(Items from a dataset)
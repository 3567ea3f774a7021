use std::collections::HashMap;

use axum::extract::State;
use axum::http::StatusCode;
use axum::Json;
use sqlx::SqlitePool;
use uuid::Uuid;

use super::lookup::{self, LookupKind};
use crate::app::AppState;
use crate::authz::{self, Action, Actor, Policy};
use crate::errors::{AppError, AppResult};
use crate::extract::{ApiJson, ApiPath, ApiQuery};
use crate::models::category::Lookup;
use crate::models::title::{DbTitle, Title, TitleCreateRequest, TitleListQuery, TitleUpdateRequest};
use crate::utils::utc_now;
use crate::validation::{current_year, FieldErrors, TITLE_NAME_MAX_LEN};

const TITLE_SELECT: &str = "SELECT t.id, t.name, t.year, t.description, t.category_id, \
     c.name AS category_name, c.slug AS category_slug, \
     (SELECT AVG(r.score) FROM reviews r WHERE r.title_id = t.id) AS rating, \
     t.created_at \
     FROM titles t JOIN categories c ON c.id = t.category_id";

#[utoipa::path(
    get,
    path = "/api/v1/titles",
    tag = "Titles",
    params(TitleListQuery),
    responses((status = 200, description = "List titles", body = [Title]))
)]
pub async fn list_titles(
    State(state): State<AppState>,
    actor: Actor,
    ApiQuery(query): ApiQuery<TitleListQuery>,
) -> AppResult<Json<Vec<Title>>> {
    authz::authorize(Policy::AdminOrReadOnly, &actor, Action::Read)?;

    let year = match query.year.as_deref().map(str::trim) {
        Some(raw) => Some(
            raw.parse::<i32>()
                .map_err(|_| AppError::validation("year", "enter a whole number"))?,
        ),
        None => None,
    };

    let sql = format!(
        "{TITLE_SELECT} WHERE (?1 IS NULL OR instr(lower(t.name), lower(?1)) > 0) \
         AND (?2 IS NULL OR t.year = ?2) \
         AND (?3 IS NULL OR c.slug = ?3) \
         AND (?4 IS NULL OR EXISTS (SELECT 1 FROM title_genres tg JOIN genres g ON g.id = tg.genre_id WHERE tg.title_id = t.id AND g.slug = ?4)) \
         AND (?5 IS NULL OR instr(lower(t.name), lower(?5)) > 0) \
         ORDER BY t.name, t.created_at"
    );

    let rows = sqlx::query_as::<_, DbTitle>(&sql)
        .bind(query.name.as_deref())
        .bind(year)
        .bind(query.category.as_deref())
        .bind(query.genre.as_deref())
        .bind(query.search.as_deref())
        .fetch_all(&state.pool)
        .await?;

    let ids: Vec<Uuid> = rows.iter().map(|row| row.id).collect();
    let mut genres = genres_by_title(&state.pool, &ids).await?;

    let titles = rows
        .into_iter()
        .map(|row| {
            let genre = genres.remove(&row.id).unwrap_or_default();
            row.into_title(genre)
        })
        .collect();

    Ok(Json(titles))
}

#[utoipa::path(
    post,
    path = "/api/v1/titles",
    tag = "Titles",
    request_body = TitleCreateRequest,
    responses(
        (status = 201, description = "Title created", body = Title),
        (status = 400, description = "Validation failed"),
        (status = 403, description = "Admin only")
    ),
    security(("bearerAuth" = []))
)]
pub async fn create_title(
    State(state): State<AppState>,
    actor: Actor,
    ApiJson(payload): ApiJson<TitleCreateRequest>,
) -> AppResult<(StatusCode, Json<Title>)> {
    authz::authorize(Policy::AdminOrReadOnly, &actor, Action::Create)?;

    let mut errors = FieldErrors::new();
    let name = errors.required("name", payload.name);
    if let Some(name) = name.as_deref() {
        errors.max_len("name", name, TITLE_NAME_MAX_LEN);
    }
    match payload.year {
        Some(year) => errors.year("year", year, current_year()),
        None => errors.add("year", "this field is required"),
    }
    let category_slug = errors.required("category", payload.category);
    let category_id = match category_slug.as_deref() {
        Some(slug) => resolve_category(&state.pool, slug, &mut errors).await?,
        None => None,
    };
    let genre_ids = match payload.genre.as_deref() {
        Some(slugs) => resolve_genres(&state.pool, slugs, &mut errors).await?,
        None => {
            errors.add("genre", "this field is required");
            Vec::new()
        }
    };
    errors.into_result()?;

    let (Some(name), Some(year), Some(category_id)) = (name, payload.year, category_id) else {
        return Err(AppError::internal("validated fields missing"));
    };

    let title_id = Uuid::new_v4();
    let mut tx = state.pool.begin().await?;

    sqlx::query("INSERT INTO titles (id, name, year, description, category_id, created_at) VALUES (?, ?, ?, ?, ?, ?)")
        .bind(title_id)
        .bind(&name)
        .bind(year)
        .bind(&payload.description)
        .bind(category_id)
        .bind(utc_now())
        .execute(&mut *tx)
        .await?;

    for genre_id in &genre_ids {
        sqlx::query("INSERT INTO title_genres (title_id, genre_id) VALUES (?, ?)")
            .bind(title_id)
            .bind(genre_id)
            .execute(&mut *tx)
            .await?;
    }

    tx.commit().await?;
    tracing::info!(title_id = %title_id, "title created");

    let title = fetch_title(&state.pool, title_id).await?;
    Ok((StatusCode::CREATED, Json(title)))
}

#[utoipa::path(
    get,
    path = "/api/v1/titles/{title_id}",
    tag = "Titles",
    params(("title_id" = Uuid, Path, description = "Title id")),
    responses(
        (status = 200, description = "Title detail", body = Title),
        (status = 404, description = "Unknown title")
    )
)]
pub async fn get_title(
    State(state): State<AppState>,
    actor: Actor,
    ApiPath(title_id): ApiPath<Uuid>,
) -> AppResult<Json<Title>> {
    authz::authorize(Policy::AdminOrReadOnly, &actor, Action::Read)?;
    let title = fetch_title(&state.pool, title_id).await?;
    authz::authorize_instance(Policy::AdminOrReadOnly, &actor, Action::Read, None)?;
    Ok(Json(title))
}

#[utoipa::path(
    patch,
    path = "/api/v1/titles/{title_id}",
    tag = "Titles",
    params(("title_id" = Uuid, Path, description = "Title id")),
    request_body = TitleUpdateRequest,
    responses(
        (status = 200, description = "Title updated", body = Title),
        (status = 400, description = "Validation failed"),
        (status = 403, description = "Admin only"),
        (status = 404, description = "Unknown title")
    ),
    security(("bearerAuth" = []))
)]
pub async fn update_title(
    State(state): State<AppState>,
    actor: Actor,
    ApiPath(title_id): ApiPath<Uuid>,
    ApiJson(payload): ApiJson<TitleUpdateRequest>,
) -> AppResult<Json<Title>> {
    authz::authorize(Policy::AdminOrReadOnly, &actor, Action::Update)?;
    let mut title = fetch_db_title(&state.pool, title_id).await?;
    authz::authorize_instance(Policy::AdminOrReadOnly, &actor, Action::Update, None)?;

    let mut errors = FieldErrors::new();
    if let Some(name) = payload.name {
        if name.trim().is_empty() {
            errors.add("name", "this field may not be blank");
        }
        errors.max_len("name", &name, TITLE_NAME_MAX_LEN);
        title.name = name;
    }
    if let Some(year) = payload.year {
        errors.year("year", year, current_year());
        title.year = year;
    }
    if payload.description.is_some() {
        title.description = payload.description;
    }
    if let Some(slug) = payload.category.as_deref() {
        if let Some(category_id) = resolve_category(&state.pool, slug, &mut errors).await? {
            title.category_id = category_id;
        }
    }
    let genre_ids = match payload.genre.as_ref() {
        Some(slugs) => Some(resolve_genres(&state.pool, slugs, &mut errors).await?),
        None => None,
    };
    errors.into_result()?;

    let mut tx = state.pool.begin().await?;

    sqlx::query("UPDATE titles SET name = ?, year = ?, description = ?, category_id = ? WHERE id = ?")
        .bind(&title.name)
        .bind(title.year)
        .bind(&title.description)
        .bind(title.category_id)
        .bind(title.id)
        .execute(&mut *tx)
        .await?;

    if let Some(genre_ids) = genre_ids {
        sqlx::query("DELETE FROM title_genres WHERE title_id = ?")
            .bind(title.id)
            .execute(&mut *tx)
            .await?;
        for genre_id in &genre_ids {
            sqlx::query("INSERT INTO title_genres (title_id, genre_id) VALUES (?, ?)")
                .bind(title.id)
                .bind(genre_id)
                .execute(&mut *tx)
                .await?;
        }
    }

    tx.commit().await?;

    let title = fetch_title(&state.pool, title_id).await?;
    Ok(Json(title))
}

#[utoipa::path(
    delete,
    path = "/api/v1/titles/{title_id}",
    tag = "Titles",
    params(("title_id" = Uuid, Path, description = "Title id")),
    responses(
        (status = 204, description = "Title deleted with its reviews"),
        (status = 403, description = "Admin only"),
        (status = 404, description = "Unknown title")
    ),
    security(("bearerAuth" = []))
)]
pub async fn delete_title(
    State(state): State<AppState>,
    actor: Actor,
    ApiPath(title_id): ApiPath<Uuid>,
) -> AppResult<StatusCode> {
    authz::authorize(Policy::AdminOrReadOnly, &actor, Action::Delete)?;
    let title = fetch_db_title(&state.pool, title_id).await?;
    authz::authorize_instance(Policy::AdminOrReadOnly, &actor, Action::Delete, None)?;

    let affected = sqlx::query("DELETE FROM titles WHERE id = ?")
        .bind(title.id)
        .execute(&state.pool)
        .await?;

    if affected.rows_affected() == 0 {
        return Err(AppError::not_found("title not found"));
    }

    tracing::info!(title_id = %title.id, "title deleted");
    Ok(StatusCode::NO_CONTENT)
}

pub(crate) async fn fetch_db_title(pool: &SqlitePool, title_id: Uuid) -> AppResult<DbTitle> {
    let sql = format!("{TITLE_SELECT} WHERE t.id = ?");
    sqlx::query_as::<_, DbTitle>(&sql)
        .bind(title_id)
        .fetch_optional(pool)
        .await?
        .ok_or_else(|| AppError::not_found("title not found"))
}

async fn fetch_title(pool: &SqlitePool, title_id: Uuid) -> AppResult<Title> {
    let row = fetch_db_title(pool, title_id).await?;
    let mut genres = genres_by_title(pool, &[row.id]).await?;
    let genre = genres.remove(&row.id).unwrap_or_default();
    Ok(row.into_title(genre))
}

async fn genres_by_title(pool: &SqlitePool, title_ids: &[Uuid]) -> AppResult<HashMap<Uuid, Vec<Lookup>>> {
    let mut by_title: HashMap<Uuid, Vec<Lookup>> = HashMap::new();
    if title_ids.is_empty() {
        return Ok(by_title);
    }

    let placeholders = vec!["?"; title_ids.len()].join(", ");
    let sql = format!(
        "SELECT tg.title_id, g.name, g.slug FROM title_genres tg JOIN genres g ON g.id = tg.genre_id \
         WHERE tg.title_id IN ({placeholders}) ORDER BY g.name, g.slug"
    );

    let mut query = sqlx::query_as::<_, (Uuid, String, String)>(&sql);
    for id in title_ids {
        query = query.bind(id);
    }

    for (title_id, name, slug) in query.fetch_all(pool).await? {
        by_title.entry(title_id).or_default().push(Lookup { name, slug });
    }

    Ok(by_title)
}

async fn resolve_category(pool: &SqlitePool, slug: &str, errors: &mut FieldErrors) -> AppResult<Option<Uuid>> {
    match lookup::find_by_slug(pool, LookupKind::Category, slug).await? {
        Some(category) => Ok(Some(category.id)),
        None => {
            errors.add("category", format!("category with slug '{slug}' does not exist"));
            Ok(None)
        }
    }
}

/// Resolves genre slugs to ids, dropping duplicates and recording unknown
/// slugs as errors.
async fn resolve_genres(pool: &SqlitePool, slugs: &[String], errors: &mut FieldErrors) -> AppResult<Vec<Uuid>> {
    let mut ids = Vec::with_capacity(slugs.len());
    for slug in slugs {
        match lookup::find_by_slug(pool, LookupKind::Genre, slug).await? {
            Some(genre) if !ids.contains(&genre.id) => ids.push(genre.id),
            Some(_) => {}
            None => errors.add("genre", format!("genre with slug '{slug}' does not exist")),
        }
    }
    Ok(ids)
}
...
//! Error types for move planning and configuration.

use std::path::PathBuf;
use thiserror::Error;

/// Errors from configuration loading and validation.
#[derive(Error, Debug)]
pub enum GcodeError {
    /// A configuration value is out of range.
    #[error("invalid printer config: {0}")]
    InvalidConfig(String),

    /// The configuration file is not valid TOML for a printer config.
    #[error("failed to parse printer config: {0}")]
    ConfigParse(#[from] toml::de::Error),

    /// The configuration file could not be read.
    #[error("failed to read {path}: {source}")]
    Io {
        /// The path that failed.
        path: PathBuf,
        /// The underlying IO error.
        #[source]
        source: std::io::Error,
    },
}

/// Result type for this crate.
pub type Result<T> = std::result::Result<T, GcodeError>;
---
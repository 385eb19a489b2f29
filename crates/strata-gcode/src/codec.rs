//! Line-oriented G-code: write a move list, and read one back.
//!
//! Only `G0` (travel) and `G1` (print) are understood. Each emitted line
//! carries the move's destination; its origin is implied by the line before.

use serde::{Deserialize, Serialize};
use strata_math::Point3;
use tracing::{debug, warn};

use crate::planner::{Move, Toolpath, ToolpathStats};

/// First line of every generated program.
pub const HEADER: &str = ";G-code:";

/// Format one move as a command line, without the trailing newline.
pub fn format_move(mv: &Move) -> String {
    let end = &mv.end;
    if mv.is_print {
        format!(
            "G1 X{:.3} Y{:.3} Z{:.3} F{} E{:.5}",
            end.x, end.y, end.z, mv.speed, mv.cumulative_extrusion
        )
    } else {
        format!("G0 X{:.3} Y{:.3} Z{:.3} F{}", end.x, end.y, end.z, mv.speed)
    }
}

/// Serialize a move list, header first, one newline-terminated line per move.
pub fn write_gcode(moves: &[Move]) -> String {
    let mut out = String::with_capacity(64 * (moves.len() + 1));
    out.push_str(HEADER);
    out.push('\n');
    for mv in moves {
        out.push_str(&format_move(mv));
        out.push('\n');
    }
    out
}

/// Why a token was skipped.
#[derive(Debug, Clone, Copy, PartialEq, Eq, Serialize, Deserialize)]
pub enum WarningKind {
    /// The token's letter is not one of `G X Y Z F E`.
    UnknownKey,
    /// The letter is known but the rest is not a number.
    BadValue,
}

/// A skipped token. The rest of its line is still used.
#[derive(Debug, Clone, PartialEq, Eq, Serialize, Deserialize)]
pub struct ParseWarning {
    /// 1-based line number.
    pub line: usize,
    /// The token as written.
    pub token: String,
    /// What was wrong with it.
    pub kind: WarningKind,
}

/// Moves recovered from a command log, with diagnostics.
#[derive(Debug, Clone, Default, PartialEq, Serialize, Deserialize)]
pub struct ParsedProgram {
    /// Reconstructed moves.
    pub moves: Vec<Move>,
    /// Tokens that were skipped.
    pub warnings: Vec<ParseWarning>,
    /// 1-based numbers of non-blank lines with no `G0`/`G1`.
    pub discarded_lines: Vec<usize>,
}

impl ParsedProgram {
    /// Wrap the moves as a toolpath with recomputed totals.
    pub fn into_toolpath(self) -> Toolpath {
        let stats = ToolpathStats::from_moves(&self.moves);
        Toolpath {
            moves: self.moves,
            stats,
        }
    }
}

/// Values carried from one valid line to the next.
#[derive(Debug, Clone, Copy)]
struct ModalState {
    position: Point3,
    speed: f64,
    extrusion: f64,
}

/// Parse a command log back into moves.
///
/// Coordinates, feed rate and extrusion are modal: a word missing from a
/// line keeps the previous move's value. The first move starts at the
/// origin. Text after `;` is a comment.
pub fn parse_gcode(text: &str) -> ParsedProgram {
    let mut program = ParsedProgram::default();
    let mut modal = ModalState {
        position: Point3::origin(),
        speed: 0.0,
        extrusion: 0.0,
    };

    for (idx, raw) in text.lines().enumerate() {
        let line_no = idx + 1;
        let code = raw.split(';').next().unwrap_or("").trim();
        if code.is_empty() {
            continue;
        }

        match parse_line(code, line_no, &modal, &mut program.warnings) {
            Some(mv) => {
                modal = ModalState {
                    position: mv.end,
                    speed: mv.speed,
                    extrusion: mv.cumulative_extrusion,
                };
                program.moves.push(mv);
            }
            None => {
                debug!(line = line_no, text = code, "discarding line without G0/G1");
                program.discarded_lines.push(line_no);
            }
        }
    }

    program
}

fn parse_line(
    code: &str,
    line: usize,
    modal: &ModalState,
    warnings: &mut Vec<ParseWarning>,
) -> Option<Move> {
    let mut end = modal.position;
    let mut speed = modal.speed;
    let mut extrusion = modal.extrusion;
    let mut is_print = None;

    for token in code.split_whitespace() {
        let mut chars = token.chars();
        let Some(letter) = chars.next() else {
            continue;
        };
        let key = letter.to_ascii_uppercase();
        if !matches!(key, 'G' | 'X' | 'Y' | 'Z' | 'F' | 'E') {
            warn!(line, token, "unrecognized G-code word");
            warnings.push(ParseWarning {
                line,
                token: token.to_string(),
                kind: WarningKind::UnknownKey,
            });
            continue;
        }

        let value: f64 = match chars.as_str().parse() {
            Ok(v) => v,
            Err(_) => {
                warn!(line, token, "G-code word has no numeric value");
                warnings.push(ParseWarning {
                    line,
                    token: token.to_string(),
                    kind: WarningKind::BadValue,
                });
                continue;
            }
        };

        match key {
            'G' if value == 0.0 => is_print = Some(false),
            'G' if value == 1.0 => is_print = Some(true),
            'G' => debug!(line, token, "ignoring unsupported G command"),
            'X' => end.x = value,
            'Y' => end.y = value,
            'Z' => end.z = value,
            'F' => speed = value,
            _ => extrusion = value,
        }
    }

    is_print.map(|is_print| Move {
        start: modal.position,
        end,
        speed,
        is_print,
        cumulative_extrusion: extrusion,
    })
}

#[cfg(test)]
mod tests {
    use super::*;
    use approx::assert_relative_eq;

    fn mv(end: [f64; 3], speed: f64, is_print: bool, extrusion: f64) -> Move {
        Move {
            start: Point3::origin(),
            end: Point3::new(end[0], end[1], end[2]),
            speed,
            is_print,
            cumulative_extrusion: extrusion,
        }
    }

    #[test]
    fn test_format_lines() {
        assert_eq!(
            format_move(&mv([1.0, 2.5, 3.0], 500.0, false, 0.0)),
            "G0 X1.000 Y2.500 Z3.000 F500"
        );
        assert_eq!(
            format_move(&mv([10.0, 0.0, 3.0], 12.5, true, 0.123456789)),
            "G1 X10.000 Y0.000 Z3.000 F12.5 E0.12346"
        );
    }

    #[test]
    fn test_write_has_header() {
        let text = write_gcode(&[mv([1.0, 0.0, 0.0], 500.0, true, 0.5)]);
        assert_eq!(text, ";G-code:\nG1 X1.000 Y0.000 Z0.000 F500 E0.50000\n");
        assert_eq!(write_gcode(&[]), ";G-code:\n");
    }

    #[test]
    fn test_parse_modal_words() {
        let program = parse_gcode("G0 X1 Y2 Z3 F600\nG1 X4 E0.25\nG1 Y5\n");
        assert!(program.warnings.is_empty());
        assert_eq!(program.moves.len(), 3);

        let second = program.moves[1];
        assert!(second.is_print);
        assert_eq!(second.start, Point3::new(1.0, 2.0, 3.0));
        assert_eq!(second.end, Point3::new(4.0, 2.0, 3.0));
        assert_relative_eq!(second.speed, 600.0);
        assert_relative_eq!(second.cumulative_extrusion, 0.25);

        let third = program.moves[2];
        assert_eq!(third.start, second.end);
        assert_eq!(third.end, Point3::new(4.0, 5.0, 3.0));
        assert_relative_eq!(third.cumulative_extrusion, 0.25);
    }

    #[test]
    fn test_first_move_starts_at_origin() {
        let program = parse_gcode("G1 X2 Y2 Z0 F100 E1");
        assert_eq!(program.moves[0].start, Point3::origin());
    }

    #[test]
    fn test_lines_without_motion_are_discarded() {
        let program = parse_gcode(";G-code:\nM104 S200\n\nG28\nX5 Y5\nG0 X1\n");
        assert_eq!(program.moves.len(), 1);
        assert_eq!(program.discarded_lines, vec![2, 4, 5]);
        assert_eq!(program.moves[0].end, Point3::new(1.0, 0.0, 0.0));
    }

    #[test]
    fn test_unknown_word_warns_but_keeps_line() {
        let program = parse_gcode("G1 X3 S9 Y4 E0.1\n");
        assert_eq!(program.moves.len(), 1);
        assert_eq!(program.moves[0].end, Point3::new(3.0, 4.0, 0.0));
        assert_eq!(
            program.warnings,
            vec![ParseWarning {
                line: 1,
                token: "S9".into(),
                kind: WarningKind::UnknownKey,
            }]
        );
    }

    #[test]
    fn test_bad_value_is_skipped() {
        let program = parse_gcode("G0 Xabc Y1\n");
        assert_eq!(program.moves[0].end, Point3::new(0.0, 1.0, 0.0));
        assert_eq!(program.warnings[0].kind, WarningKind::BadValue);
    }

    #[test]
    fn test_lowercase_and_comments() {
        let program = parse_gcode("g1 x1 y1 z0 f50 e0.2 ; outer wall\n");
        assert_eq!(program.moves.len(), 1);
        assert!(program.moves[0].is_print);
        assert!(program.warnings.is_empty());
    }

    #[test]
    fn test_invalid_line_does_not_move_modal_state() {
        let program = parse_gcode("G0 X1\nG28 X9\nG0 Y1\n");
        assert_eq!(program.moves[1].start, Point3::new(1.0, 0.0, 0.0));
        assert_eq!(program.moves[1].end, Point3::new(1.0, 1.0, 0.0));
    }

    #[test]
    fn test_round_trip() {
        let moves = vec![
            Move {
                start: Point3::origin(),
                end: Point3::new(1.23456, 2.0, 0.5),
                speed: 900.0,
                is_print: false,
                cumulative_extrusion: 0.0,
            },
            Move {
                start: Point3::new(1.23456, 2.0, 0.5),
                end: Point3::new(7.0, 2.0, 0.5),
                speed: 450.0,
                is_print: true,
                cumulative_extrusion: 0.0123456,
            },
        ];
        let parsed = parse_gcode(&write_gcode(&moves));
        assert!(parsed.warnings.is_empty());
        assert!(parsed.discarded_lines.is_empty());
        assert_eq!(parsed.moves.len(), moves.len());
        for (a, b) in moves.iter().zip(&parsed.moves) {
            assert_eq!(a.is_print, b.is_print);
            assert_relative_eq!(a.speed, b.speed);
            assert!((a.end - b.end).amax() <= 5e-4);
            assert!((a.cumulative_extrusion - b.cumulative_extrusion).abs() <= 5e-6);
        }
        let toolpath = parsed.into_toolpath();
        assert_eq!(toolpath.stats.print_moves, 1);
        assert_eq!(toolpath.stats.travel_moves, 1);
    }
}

◆ TASK DETAILS ◆
Where a line in the records above holds the string "instr", it counts toward the total; give that total alone.

◆ RESPONSE TO THE EXERCISE ◆
2